Poi, Sinibaldi rivolto a Pamuk: “Lei ha più volte detto che si scrive per diventare felici, per sfuggire all’infelicità.” Poi, rivolto al pubblico, ha detto che in vari testi Pamuk ha inserito due parole: Letteratura e Felicità anche nel discorso che ha pronunciato ricevendo il premio Nobel. “Eppure – ha aggiunto Sinibaldi – chi ha letto Istanbul credo non possa dimenticare quello straordinario incontro – non so come definirlo – che il piccolo, giovane Pamuk, poco più di un bambino, molto felice, ebbe con quattro scrittori… penso che siano i quattro scrittori più importanti e più vicini a lui nella Istanbul nella quale era cresciuto… e che non so se proprio ‘ufficialmente’ si chiamassero ‘i quattro scrittori tristi’… Cioè se fosse il nome di una corrente… e uno di questi era soprannominato Kirkpil, cioè l’Infelice come ‘nome d’arte’…”

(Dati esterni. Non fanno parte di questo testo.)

//! Build actions
//!
//! The handlers the coordinator runs in reaction to events. Each one updates the
//! coordinator context; only [`call_api`] reaches the store.

use crate::coordinator::context::CoordinatorContext;
use crate::coordinator::dispatch::apply_mutation;
use crate::coordinator::events::{CoordinatorEvent, DiffResult, MutationEvent};
use crate::coordinator::merge::dedup_merge;
use crate::error::CoordinatorError;
use crate::query::QueryRunner;
use crate::reporter::Reporter;
use crate::store::ActionDispatcher;
use std::sync::Arc;
use tracing::debug;

/// Named build actions.
#[derive(Debug, Clone, Copy, PartialEq, Eq, Hash)]
pub enum BuildAction {
    CallApi,
    AddNodeMutation,
    AssignChangedPages,
    MarkFilesDirty,
    MarkNodesDirty,
    AssignNodeQueryRunner,
}

impl BuildAction {
    pub const ALL: [BuildAction; 6] = [
        BuildAction::CallApi,
        BuildAction::AddNodeMutation,
        BuildAction::AssignChangedPages,
        BuildAction::MarkFilesDirty,
        BuildAction::MarkNodesDirty,
        BuildAction::AssignNodeQueryRunner,
    ];

    pub fn name(self) -> &'static str {
        match self {
            BuildAction::CallApi => "callApi",
            BuildAction::AddNodeMutation => "addNodeMutation",
            BuildAction::AssignChangedPages => "assignChangedPages",
            BuildAction::MarkFilesDirty => "markFilesDirty",
            BuildAction::MarkNodesDirty => "markNodesDirty",
            BuildAction::AssignNodeQueryRunner => "assignNodeQueryRunner",
        }
    }

    pub fn from_name(name: &str) -> Option<Self> {
        Self::ALL.into_iter().find(|action| action.name() == name)
    }

    /// Run this action for `event`.
    ///
    /// Actions that read a payload require the matching event; any other event
    /// is the caller breaking the handler's contract.
    pub fn run(
        self,
        context: &mut CoordinatorContext,
        event: &CoordinatorEvent,
        reporter: &Arc<dyn Reporter>,
    ) -> Result<(), CoordinatorError> {
        debug!(action = self.name(), event = event.kind().name(), "Running build action");
        match (self, event) {
            (BuildAction::CallApi, CoordinatorEvent::NodeMutation { payload }) => {
                call_api(context, payload)
            }
            (BuildAction::AddNodeMutation, CoordinatorEvent::NodeMutation { payload }) => {
                add_node_mutation(context, payload.clone());
                Ok(())
            }
            (BuildAction::AssignChangedPages, CoordinatorEvent::PageDiffComplete { data }) => {
                assign_changed_pages(context, data);
                Ok(())
            }
            (BuildAction::MarkFilesDirty, _) => {
                mark_files_dirty(context);
                Ok(())
            }
            (BuildAction::MarkNodesDirty, _) => {
                mark_nodes_dirty(context);
                Ok(())
            }
            (BuildAction::AssignNodeQueryRunner, _) => {
                assign_node_query_runner(context, reporter);
                Ok(())
            }
            (action, event) => Err(CoordinatorError::EventMismatch {
                action: action.name(),
                event: event.kind().name(),
            }),
        }
    }
}

/// Apply a mutation to the bound store right away.
///
/// Only legal in states where no query pass is reading the store.
pub fn call_api(
    context: &CoordinatorContext,
    mutation: &MutationEvent,
) -> Result<(), CoordinatorError> {
    let store = context.store();
    apply_mutation(mutation, store.as_deref().map(|s| s as &dyn ActionDispatcher))
}

/// Defer a mutation by appending it to the batch.
pub fn add_node_mutation(context: &mut CoordinatorContext, mutation: MutationEvent) {
    context.node_mutation_batch.push(mutation);
}

/// Fold a page diff into the pending build and delete sets.
pub fn assign_changed_pages(context: &mut CoordinatorContext, diff: &DiffResult) {
    context.pages_to_build = dedup_merge(&context.pages_to_build, &diff.changed_pages);
    context.pages_to_delete = dedup_merge(&context.pages_to_delete, &diff.deleted_pages);
}

pub fn mark_files_dirty(context: &mut CoordinatorContext) {
    context.files_dirty = true;
}

pub fn mark_nodes_dirty(context: &mut CoordinatorContext) {
    context.nodes_mutated_during_query_run = true;
}

/// Bind a fresh query runner to the context's store, or clear it when there is none.
pub fn assign_node_query_runner(context: &mut CoordinatorContext, reporter: &Arc<dyn Reporter>) {
    context.node_query_runner = context
        .store()
        .map(|store| QueryRunner::bind(store, context.store_epoch, Arc::clone(reporter)));
}
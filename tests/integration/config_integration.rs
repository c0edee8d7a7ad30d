//! Integration tests for configuration loading

use rebuild_batch::config::{ConfigLoader, RebuildConfig};
use std::path::PathBuf;
use tempfile::TempDir;

#[test]
fn test_explicit_file_layers_over_defaults() {
    let dir = TempDir::new().unwrap();
    let path = dir.path().join("rebuild.toml");
    std::fs::write(
        &path,
        r#"
[coordinator]
journal_enabled = false

[logging]
output = "file"
file = "logs/rebuild.log"
"#,
    )
    .unwrap();

    let config = ConfigLoader::load_from_file(&path).unwrap();
    assert!(!config.coordinator.journal_enabled);
    assert_eq!(config.coordinator.batch_warning_threshold, 1000);
    assert_eq!(config.storage.state_path, PathBuf::from(".rebuild/state"));
    assert_eq!(config.logging.output, "file");
    assert!(config.validate().is_ok());
}

#[test]
fn test_invalid_values_fail_validation() {
    let dir = TempDir::new().unwrap();
    let path = dir.path().join("rebuild.toml");
    std::fs::write(
        &path,
        r#"
[coordinator]
batch_warning_threshold = 0

[storage]
state_path = ".rebuild/shared"
journal_path = ".rebuild/shared"
"#,
    )
    .unwrap();

    let errors = ConfigLoader::load_from_file(&path).unwrap().validate().unwrap_err();
    assert_eq!(errors.len(), 2);
}

#[test]
fn test_config_round_trips_through_toml() {
    let config = RebuildConfig::default();
    let rendered = toml::to_string_pretty(&config).unwrap();
    let parsed: RebuildConfig = toml::from_str(&rendered).unwrap();
    assert_eq!(
        parsed.coordinator.batch_warning_threshold,
        config.coordinator.batch_warning_threshold
    );
    assert_eq!(parsed.storage.journal_path, config.storage.journal_path);
}

#[test]
fn test_storage_paths_resolve_against_workspace() {
    let config = RebuildConfig::default();
    let root = PathBuf::from("/srv/site");
    assert_eq!(config.storage.state_dir(&root), root.join(".rebuild/state"));
    assert_eq!(config.storage.journal_dir(&root), root.join(".rebuild/journal"));
}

Poi, rivolto a Pamuk Sinibaldi ha chiesto: “Per lei, ma anche per un lettore, che tipo di rapporto c’è tra Felicità e Lettura e tra Felicità e Letteratura ?

La risposta di Pamuk: “Diciamo che scrivo per essere felice. Il mio obiettivo è quello di essere felice. E’ il mio spirito che lo chiede. Per raggiungere la felicità ho bisogno di scrivere da solo, di trovarmi solo in una stanza. E’ così che ho scritto Istanbul. Non importa dove mi trovi, a Istanbul o in qualsiasi altro luogo…. Quando scrivo devo essere solo. Almeno per un certo tempo della mia giornata … Altre persone, magari, hanno bisogno di prendersi una pillola, di farsi una dose di droga… Per me, invece, la Letteratura è come una medicina: ogni giorno ho bisogno della Letteratura e ho bisogno sia di scrivere sia di leggere in un angolo pacifico del mondo.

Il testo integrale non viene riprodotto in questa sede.